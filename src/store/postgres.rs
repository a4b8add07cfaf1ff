use async_trait::async_trait;
use sqlx::{PgPool, Postgres, QueryBuilder};
use uuid::Uuid;

use super::Store;
use crate::errors::{AppError, ResultExt};
use crate::models::{
    Campaign, CampaignCharge, CampaignStatus, Lead, LeadCounts, LeadScoreUpdate,
    LeadWithCampaign, NewCampaign, NewLead, NewPayment, PaymentInsert, PaymentRecord,
    UserProfile,
};

const USER_COLUMNS: &str = "id, email, credits_total, credits_used, created_at";

/// Postgres-backed store.
#[derive(Clone)]
pub struct PgStore {
    pool: PgPool,
}

impl PgStore {
    pub fn new(pool: PgPool) -> Self {
        Self { pool }
    }
}

#[async_trait]
impl Store for PgStore {
    async fn find_user_by_api_key(
        &self,
        key_hash: &str,
    ) -> Result<Option<UserProfile>, AppError> {
        let user = sqlx::query_as::<_, UserProfile>(&format!(
            "SELECT {} FROM users WHERE api_key_hash = $1",
            USER_COLUMNS
        ))
        .bind(key_hash)
        .fetch_optional(&self.pool)
        .await?;

        Ok(user)
    }

    async fn get_user(&self, user_id: Uuid) -> Result<Option<UserProfile>, AppError> {
        let user = sqlx::query_as::<_, UserProfile>(&format!(
            "SELECT {} FROM users WHERE id = $1",
            USER_COLUMNS
        ))
        .bind(user_id)
        .fetch_optional(&self.pool)
        .await?;

        Ok(user)
    }

    async fn create_user(
        &self,
        email: &str,
        credits_total: i32,
        key_hash: &str,
    ) -> Result<UserProfile, AppError> {
        let user = sqlx::query_as::<_, UserProfile>(&format!(
            r#"
            INSERT INTO users (email, credits_total, credits_used, api_key_hash)
            VALUES ($1, $2, 0, $3)
            RETURNING {}
            "#,
            USER_COLUMNS
        ))
        .bind(email)
        .bind(credits_total)
        .bind(key_hash)
        .fetch_one(&self.pool)
        .await
        .context("creating user profile")?;

        Ok(user)
    }

    async fn create_campaign_charging_credit(
        &self,
        user_id: Uuid,
        fields: &NewCampaign,
    ) -> Result<CampaignCharge, AppError> {
        let mut tx = self.pool.begin().await?;

        let campaign = sqlx::query_as::<_, Campaign>(
            r#"
            INSERT INTO campaigns (user_id, niche, country, target_role, value_proposition, status)
            VALUES ($1, $2, $3, $4, $5, 'generating')
            RETURNING *
            "#,
        )
        .bind(user_id)
        .bind(&fields.niche)
        .bind(&fields.country)
        .bind(&fields.target_role)
        .bind(&fields.value_proposition)
        .fetch_one(&mut *tx)
        .await
        .context("inserting campaign")?;

        // Conditional charge: matches nothing once the balance is exhausted.
        let charged = sqlx::query_scalar::<_, i32>(
            r#"
            UPDATE users
            SET credits_used = credits_used + 1
            WHERE id = $1 AND credits_used < credits_total
            RETURNING credits_used
            "#,
        )
        .bind(user_id)
        .fetch_optional(&mut *tx)
        .await
        .context("charging campaign credit")?;

        match charged {
            Some(used) => {
                tx.commit().await?;
                tracing::debug!("Charged 1 credit to user {} (used now {})", user_id, used);
                Ok(CampaignCharge::Charged(campaign))
            }
            None => {
                tx.rollback().await?;
                Ok(CampaignCharge::InsufficientCredits)
            }
        }
    }

    async fn set_campaign_status(
        &self,
        campaign_id: Uuid,
        status: CampaignStatus,
    ) -> Result<(), AppError> {
        sqlx::query("UPDATE campaigns SET status = $2 WHERE id = $1")
            .bind(campaign_id)
            .bind(status.as_str())
            .execute(&self.pool)
            .await?;

        Ok(())
    }

    async fn get_campaign(
        &self,
        user_id: Uuid,
        campaign_id: Uuid,
    ) -> Result<Option<Campaign>, AppError> {
        let campaign = sqlx::query_as::<_, Campaign>(
            "SELECT * FROM campaigns WHERE id = $1 AND user_id = $2",
        )
        .bind(campaign_id)
        .bind(user_id)
        .fetch_optional(&self.pool)
        .await?;

        Ok(campaign)
    }

    async fn list_campaigns(&self, user_id: Uuid) -> Result<Vec<Campaign>, AppError> {
        let campaigns = sqlx::query_as::<_, Campaign>(
            "SELECT * FROM campaigns WHERE user_id = $1 ORDER BY created_at DESC",
        )
        .bind(user_id)
        .fetch_all(&self.pool)
        .await?;

        Ok(campaigns)
    }

    async fn insert_leads(&self, leads: &[NewLead]) -> Result<u64, AppError> {
        if leads.is_empty() {
            return Ok(0);
        }

        let mut builder: QueryBuilder<Postgres> = QueryBuilder::new(
            "INSERT INTO leads (campaign_id, business_name, role, website, phone, address, source, niche, country, status) ",
        );
        builder.push_values(leads, |mut row, lead| {
            row.push_bind(lead.campaign_id)
                .push_bind(&lead.business_name)
                .push_bind(&lead.role)
                .push_bind(&lead.website)
                .push_bind(&lead.phone)
                .push_bind(&lead.address)
                .push_bind(&lead.source)
                .push_bind(&lead.niche)
                .push_bind(&lead.country)
                .push_bind(&lead.status);
        });

        let result = builder
            .build()
            .execute(&self.pool)
            .await
            .context("bulk inserting leads")?;

        Ok(result.rows_affected())
    }

    async fn unscored_leads(&self, campaign_id: Uuid) -> Result<Vec<Lead>, AppError> {
        let leads = sqlx::query_as::<_, Lead>(
            "SELECT * FROM leads WHERE campaign_id = $1 AND score IS NULL ORDER BY created_at ASC",
        )
        .bind(campaign_id)
        .fetch_all(&self.pool)
        .await?;

        Ok(leads)
    }

    async fn campaign_leads(&self, campaign_id: Uuid) -> Result<Vec<Lead>, AppError> {
        let leads = sqlx::query_as::<_, Lead>(
            "SELECT * FROM leads WHERE campaign_id = $1 ORDER BY score DESC NULLS LAST, created_at ASC",
        )
        .bind(campaign_id)
        .fetch_all(&self.pool)
        .await?;

        Ok(leads)
    }

    async fn user_leads(&self, user_id: Uuid) -> Result<Vec<LeadWithCampaign>, AppError> {
        let leads = sqlx::query_as::<_, LeadWithCampaign>(
            r#"
            SELECT l.*, c.niche AS campaign_niche, c.country AS campaign_country
            FROM leads l
            JOIN campaigns c ON c.id = l.campaign_id
            WHERE c.user_id = $1
            ORDER BY l.score DESC NULLS LAST, l.created_at DESC
            "#,
        )
        .bind(user_id)
        .fetch_all(&self.pool)
        .await?;

        Ok(leads)
    }

    async fn recent_leads(&self, user_id: Uuid, limit: i64) -> Result<Vec<Lead>, AppError> {
        let leads = sqlx::query_as::<_, Lead>(
            r#"
            SELECT l.*
            FROM leads l
            JOIN campaigns c ON c.id = l.campaign_id
            WHERE c.user_id = $1
            ORDER BY l.created_at DESC
            LIMIT $2
            "#,
        )
        .bind(user_id)
        .bind(limit)
        .fetch_all(&self.pool)
        .await?;

        Ok(leads)
    }

    async fn lead_counts(&self, user_id: Uuid) -> Result<LeadCounts, AppError> {
        let (campaigns, leads, high_priority_leads) = sqlx::query_as::<_, (i64, i64, i64)>(
            r#"
            SELECT
                (SELECT COUNT(*) FROM campaigns WHERE user_id = $1),
                (SELECT COUNT(*) FROM leads l JOIN campaigns c ON c.id = l.campaign_id
                  WHERE c.user_id = $1),
                (SELECT COUNT(*) FROM leads l JOIN campaigns c ON c.id = l.campaign_id
                  WHERE c.user_id = $1 AND l.is_high_priority)
            "#,
        )
        .bind(user_id)
        .fetch_one(&self.pool)
        .await?;

        Ok(LeadCounts {
            campaigns,
            leads,
            high_priority_leads,
        })
    }

    async fn get_lead_with_campaign(
        &self,
        user_id: Uuid,
        lead_id: Uuid,
    ) -> Result<Option<(Lead, Campaign)>, AppError> {
        let lead = sqlx::query_as::<_, Lead>(
            r#"
            SELECT l.*
            FROM leads l
            JOIN campaigns c ON c.id = l.campaign_id
            WHERE l.id = $1 AND c.user_id = $2
            "#,
        )
        .bind(lead_id)
        .bind(user_id)
        .fetch_optional(&self.pool)
        .await?;

        let Some(lead) = lead else {
            return Ok(None);
        };

        let campaign = self.get_campaign(user_id, lead.campaign_id).await?;
        Ok(campaign.map(|campaign| (lead, campaign)))
    }

    async fn apply_score(&self, lead_id: Uuid, update: &LeadScoreUpdate) -> Result<(), AppError> {
        let result = sqlx::query(
            r#"
            UPDATE leads
            SET score = $2,
                confidence_level = $3,
                score_reasoning = $4,
                is_high_priority = $5,
                last_scored_at = $6
            WHERE id = $1
            "#,
        )
        .bind(lead_id)
        .bind(update.score)
        .bind(update.confidence_level)
        .bind(&update.score_reasoning)
        .bind(update.is_high_priority)
        .bind(update.last_scored_at)
        .execute(&self.pool)
        .await
        .with_context(|| format!("storing score for lead {}", lead_id))?;

        if result.rows_affected() == 0 {
            return Err(AppError::NotFound(format!("Lead {} no longer exists", lead_id)));
        }
        Ok(())
    }

    async fn find_payment(&self, order_token: &str) -> Result<Option<PaymentRecord>, AppError> {
        let record = sqlx::query_as::<_, PaymentRecord>(
            "SELECT * FROM payments WHERE order_token = $1",
        )
        .bind(order_token)
        .fetch_optional(&self.pool)
        .await?;

        Ok(record)
    }

    async fn record_payment_and_credit(
        &self,
        payment: &NewPayment,
    ) -> Result<PaymentInsert, AppError> {
        let mut tx = self.pool.begin().await?;

        // The unique index on order_token is the idempotency gate.
        let inserted = sqlx::query_scalar::<_, Uuid>(
            r#"
            INSERT INTO payments (order_token, user_id, pack_id, credits_added)
            VALUES ($1, $2, $3, $4)
            ON CONFLICT (order_token) DO NOTHING
            RETURNING id
            "#,
        )
        .bind(&payment.order_token)
        .bind(payment.user_id)
        .bind(&payment.pack_id)
        .bind(payment.credits_added)
        .fetch_optional(&mut *tx)
        .await
        .context("recording payment")?;

        if inserted.is_none() {
            tx.rollback().await?;
            let existing = self.find_payment(&payment.order_token).await?.ok_or_else(|| {
                AppError::InternalError(format!(
                    "payment {} conflicted but could not be read back",
                    payment.order_token
                ))
            })?;
            return Ok(PaymentInsert::Duplicate(existing));
        }

        let credits_total = sqlx::query_scalar::<_, i32>(
            r#"
            UPDATE users
            SET credits_total = credits_total + $2
            WHERE id = $1
            RETURNING credits_total
            "#,
        )
        .bind(payment.user_id)
        .bind(payment.credits_added)
        .fetch_optional(&mut *tx)
        .await
        .context("crediting purchased pack")?
        .ok_or_else(|| AppError::NotFound("User profile not found".to_string()))?;

        tx.commit().await?;
        Ok(PaymentInsert::Inserted { credits_total })
    }
}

····················

▶ **WHAT YOU SHOULD DO**
Please copy each line of the records above that holds the word "LeadWithCampaign".

▶ **EXPECTED ANSWER**
    LeadWithCampaign, NewCampaign, NewLead, NewPayment, PaymentInsert, PaymentRecord,
    async fn user_leads(&self, user_id: Uuid) -> Result<Vec<LeadWithCampaign>, AppError> {
        let leads = sqlx::query_as::<_, LeadWithCampaign>(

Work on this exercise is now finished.